Last week you asked us to be nice and helpful and not sarcastic  ..


----------



## danishk (Mar 30, 2016)

@pamela0810 
hahahahaha 
Hi well dont take it to your heart i have watched you as a kid i know you were good then a life guard we had a great time together but life has been hard on you.Needless to say ill be there with you if you want me to but you got to help me to.
@FatboyTim I know but its ok. Pamela is going to look in to the matter now .i would expect you to not eat me before that my name means generous 
@LondonmanDan Ru Serious?ohh sorry i meant you're a genius ! 

On a serious note people if you cant do good to anyone dont be bad ! and please help me if you want to and if you can. 

Thanks 
Danishk


----------



## Grange29 (Mar 31, 2016)

Check out Al Tayer - may be what you are looking for


----------



## danishk (Mar 30, 2016)

thanks for the revert grange ! but i am not looking for direct companies because usually in luxury brands the vacancy are not immediately updated on company websites.The channel the route through recruitment agencies that deal in their sector


----------



## mariot (Nov 4, 2013)

danishk said:


> thanks for the revert grange ! but i am not looking for direct companies because usually in luxury brands the vacancy are not immediately updated on company websites.The channel the route through recruitment agencies that deal in their sector


Uhm that's why AL tayer have a careers portal due to them having more than 1 luxury brand in-house


----------



## pamela0810 (Apr 5, 2010)

Racing_Goats said:


> Last week you asked us to be nice and helpful and not sarcastic  ..

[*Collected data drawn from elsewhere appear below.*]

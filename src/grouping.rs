//! Outcome Grouping
//!
//! Partitions study records by outcome name and keeps the statistically valid
//! subset of each group. Names are matched exactly and case-sensitively; no
//! normalization is applied to labels coming from the extraction stage.
//!
//! Group status by valid record count:
//!   - ≥ 2: poolable
//!   - 1:   single-study outcome, never pooled
//!   - 0:   dropped from the report with a warning

use crate::data::StudyRecord;
use crate::metrics::{pool_fixed_effect, EffectSize, PooledEstimate};
use rustc_hash::FxHashMap;
use serde::Serialize;
use std::fmt;
use tracing::warn;

/// Why a record did not make it into the valid subset
#[derive(Debug, Clone, Copy, PartialEq, Eq, Serialize)]
#[serde(rename_all = "snake_case")]
pub enum ExclusionReason {
    /// Fewer than two participants in an arm
    SampleSizeTooSmall,
    /// se_g == 0 (zero pooled standard deviation)
    ZeroStandardError,
    /// se_g is NaN or infinite, or was never calculated
    NonFiniteStandardError,
}

impl ExclusionReason {
    fn classify(record: &StudyRecord) -> Option<Self> {
        if record.is_statistically_valid() {
            return None;
        }
        if !record.has_valid_sample_sizes() {
            return Some(Self::SampleSizeTooSmall);
        }
        match record.se_g() {
            Some(se) if se.is_finite() => Some(Self::ZeroStandardError),
            _ => Some(Self::NonFiniteStandardError),
        }
    }
}

impl fmt::Display for ExclusionReason {
    fn fmt(&self, f: &mut fmt::Formatter<'_>) -> fmt::Result {
        let text = match self {
            Self::SampleSizeTooSmall => "sample size below 2 in at least one arm",
            Self::ZeroStandardError => "zero standard error (no observed variance)",
            Self::NonFiniteStandardError => "non-finite standard error",
        };
        f.write_str(text)
    }
}

/// A record left out of the valid subset
#[derive(Debug, Clone)]
pub struct ExcludedRecord {
    pub record: StudyRecord,
    pub reason: ExclusionReason,
}

#[derive(Debug, Clone, Copy, PartialEq, Eq, Serialize)]
#[serde(rename_all = "snake_case")]
pub enum OutcomeStatus {
    Poolable,
    SingleStudy,
    NoValidStudies,
}

/// All records sharing one outcome name
#[derive(Debug, Clone)]
pub struct OutcomeGroup {
    pub outcome_name: String,
    /// Every cleaned record for the outcome, input order
    pub records: Vec<StudyRecord>,
    /// Statistically valid subset, input order
    pub valid: Vec<StudyRecord>,
    pub excluded: Vec<ExcludedRecord>,
    /// Set by `pool` for poolable groups only
    pub pooled: Option<PooledEstimate>,
}

impl OutcomeGroup {
    fn new(outcome_name: String) -> Self {
        Self {
            outcome_name,
            records: Vec::new(),
            valid: Vec::new(),
            excluded: Vec::new(),
            pooled: None,
        }
    }

    fn push(&mut self, record: StudyRecord) {
        match ExclusionReason::classify(&record) {
            None => self.valid.push(record.clone()),
            Some(reason) => self.excluded.push(ExcludedRecord {
                record: record.clone(),
                reason,
            }),
        }
        self.records.push(record);
    }

    pub fn status(&self) -> OutcomeStatus {
        match self.valid.len() {
            0 => OutcomeStatus::NoValidStudies,
            1 => OutcomeStatus::SingleStudy,
            _ => OutcomeStatus::Poolable,
        }
    }

    /// Effect sizes of the valid subset
    pub fn effects(&self) -> Vec<EffectSize> {
        self.valid.iter().filter_map(|r| r.effect).collect()
    }

    /// Compute the fixed-effect estimate if the group is poolable
    pub fn pool(&mut self) -> Option<&PooledEstimate> {
        self.pooled = match self.status() {
            OutcomeStatus::Poolable => pool_fixed_effect(&self.effects()),
            _ => None,
        };
        self.pooled.as_ref()
    }
}

/// Group records by outcome name, in order of first appearance
///
/// Records without an outcome name cannot be grouped and are skipped.
pub fn group_by_outcome(records: &[StudyRecord]) -> Vec<OutcomeGroup> {
    let mut index: FxHashMap<&str, usize> = FxHashMap::default();
    let mut groups: Vec<OutcomeGroup> = Vec::new();

    for record in records {
        if record.outcome_name.is_empty() {
            warn!(study = %record.author_year, "skipping record without outcome name");
            continue;
        }

        let slot = *index.entry(record.outcome_name.as_str()).or_insert_with(|| {
            groups.push(OutcomeGroup::new(record.outcome_name.clone()));
            groups.len() - 1
        });
        groups[slot].push(record.clone());
    }

    for group in groups.iter().filter(|g| g.status() == OutcomeStatus::NoValidStudies) {
        warn!(
            outcome = %group.outcome_name,
            records = group.records.len(),
            "no statistically valid studies, outcome dropped from report"
        );
    }

    groups
}

#[cfg(test)]
mod tests {
    use super::*;
    use std::collections::BTreeMap;

    fn record(outcome: &str, author: &str, n: f64, effect: Option<EffectSize>) -> StudyRecord {
        StudyRecord {
            outcome_name: outcome.to_string(),
            author_year: author.to_string(),
            intervention_name: "Curcumin".to_string(),
            dose_mg_per_day: Some("1000".to_string()),
            n_intervention: n,
            n_control: n,
            intervention_post_mean: 1.0,
            intervention_post_sd: 1.0,
            control_post_mean: 1.0,
            control_post_sd: 1.0,
            extras: BTreeMap::new(),
            effect,
        }
    }

    fn valid(g: f64, se_g: f64) -> Option<EffectSize> {
        Some(EffectSize { g, se_g })
    }

    #[test]
    fn test_groups_preserve_first_appearance_order() {
        let records = vec![
            record("LDL", "A 2020", 20.0, valid(0.1, 0.2)),
            record("HDL", "A 2020", 20.0, valid(0.2, 0.2)),
            record("LDL", "B 2021", 20.0, valid(0.3, 0.2)),
        ];

        let groups = group_by_outcome(&records);
        let names: Vec<&str> = groups.iter().map(|g| g.outcome_name.as_str()).collect();
        assert_eq!(names, vec!["LDL", "HDL"]);
        assert_eq!(groups[0].status(), OutcomeStatus::Poolable);
        assert_eq!(groups[1].status(), OutcomeStatus::SingleStudy);
    }

    #[test]
    fn test_names_are_case_sensitive() {
        let records = vec![
            record("LDL", "A 2020", 20.0, valid(0.1, 0.2)),
            record("ldl", "B 2021", 20.0, valid(0.3, 0.2)),
            record("LDL ", "C 2022", 20.0, valid(0.3, 0.2)),
        ];

        let groups = group_by_outcome(&records);
        assert_eq!(groups.len(), 3);
        assert!(groups.iter().all(|g| g.status() == OutcomeStatus::SingleStudy));
    }

    #[test]
    fn test_zero_and_non_finite_standard_errors_are_excluded() {
        let records = vec![
            record("CRP", "A 2020", 20.0, valid(0.0, 0.0)),
            record("CRP", "B 2021", 20.0, valid(f64::NAN, f64::NAN)),
            record("CRP", "C 2022", 20.0, valid(0.4, f64::INFINITY)),
            record("CRP", "D 2023", 20.0, valid(0.4, 0.3)),
        ];

        let groups = group_by_outcome(&records);
        let group = &groups[0];
        assert_eq!(group.records.len(), 4);
        assert_eq!(group.valid.len(), 1);
        assert_eq!(group.status(), OutcomeStatus::SingleStudy);

        let reasons: Vec<ExclusionReason> = group.excluded.iter().map(|e| e.reason).collect();
        assert_eq!(
            reasons,
            vec![
                ExclusionReason::ZeroStandardError,
                ExclusionReason::NonFiniteStandardError,
                ExclusionReason::NonFiniteStandardError,
            ]
        );
    }

    #[test]
    fn test_small_arms_are_excluded_even_with_finite_se() {
        let records = vec![
            record("ALT", "A 2020", 1.0, valid(0.0, 1.2)),
            record("ALT", "B 2021", 30.0, valid(0.2, 0.25)),
        ];

        let groups = group_by_outcome(&records);
        assert_eq!(groups[0].valid.len(), 1);
        assert_eq!(
            groups[0].excluded[0].reason,
            ExclusionReason::SampleSizeTooSmall
        );
    }

    #[test]
    fn test_pool_only_poolable_groups() {
        let records = vec![
            record("LDL", "A 2020", 20.0, valid(0.1, 0.2)),
            record("LDL", "B 2021", 20.0, valid(0.3, 0.2)),
            record("HDL", "A 2020", 20.0, valid(0.2, 0.2)),
            record("TG", "A 2020", 20.0, valid(0.0, 0.0)),
        ];

        let mut groups = group_by_outcome(&records);
        let pooled_g = groups[0].pool().map(|p| p.g);
        assert!((pooled_g.unwrap() - 0.2).abs() < 1e-12);

        assert!(groups[1].pool().is_none());
        assert!(groups[1].pooled.is_none());

        assert_eq!(groups[2].status(), OutcomeStatus::NoValidStudies);
        assert!(groups[2].pool().is_none());
    }

    #[test]
    fn test_record_without_effect_is_excluded() {
        let records = vec![
            record("ALT", "A 2020", 20.0, None),
            record("ALT", "B 2021", 20.0, valid(0.2, 0.25)),
        ];

        let groups = group_by_outcome(&records);
        assert_eq!(groups[0].status(), OutcomeStatus::SingleStudy);
        assert_eq!(
            groups[0].excluded[0].reason,
            ExclusionReason::NonFiniteStandardError
        );
    }

    #[test]
    fn test_records_without_outcome_are_skipped() {
        let records = vec![record("", "A 2020", 20.0, valid(0.1, 0.2))];
        assert!(group_by_outcome(&records).is_empty());
    }
}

Yes but I'm pedantic and a person that supposedly works in luxury retail should know the difference between "High-end" and "Hi-end".


----------



## Mr Rossi (May 16, 2009)

danishk said:


> thanks for the revert grange ! but i am not looking for direct companies because usually in luxury brands the vacancy are not immediately updated on company websites.The channel the route through recruitment agencies that deal in their sector


This is the voice, I read that in


----------



## Mr Rossi (May 16, 2009)

And just for fun -


----------



## Durise (Mar 1, 2016)

What about michaelpage and cartermurray! You can check out these sites.


----------



## Fat Bhoy Tim (Feb 28, 2013)

danishk said:


> @FatboyTim I know but its ok. Pamela is going to look in to the matter now .i would expect you to not eat me before that my name means generous


I wait till at least the second date, usually third.


----------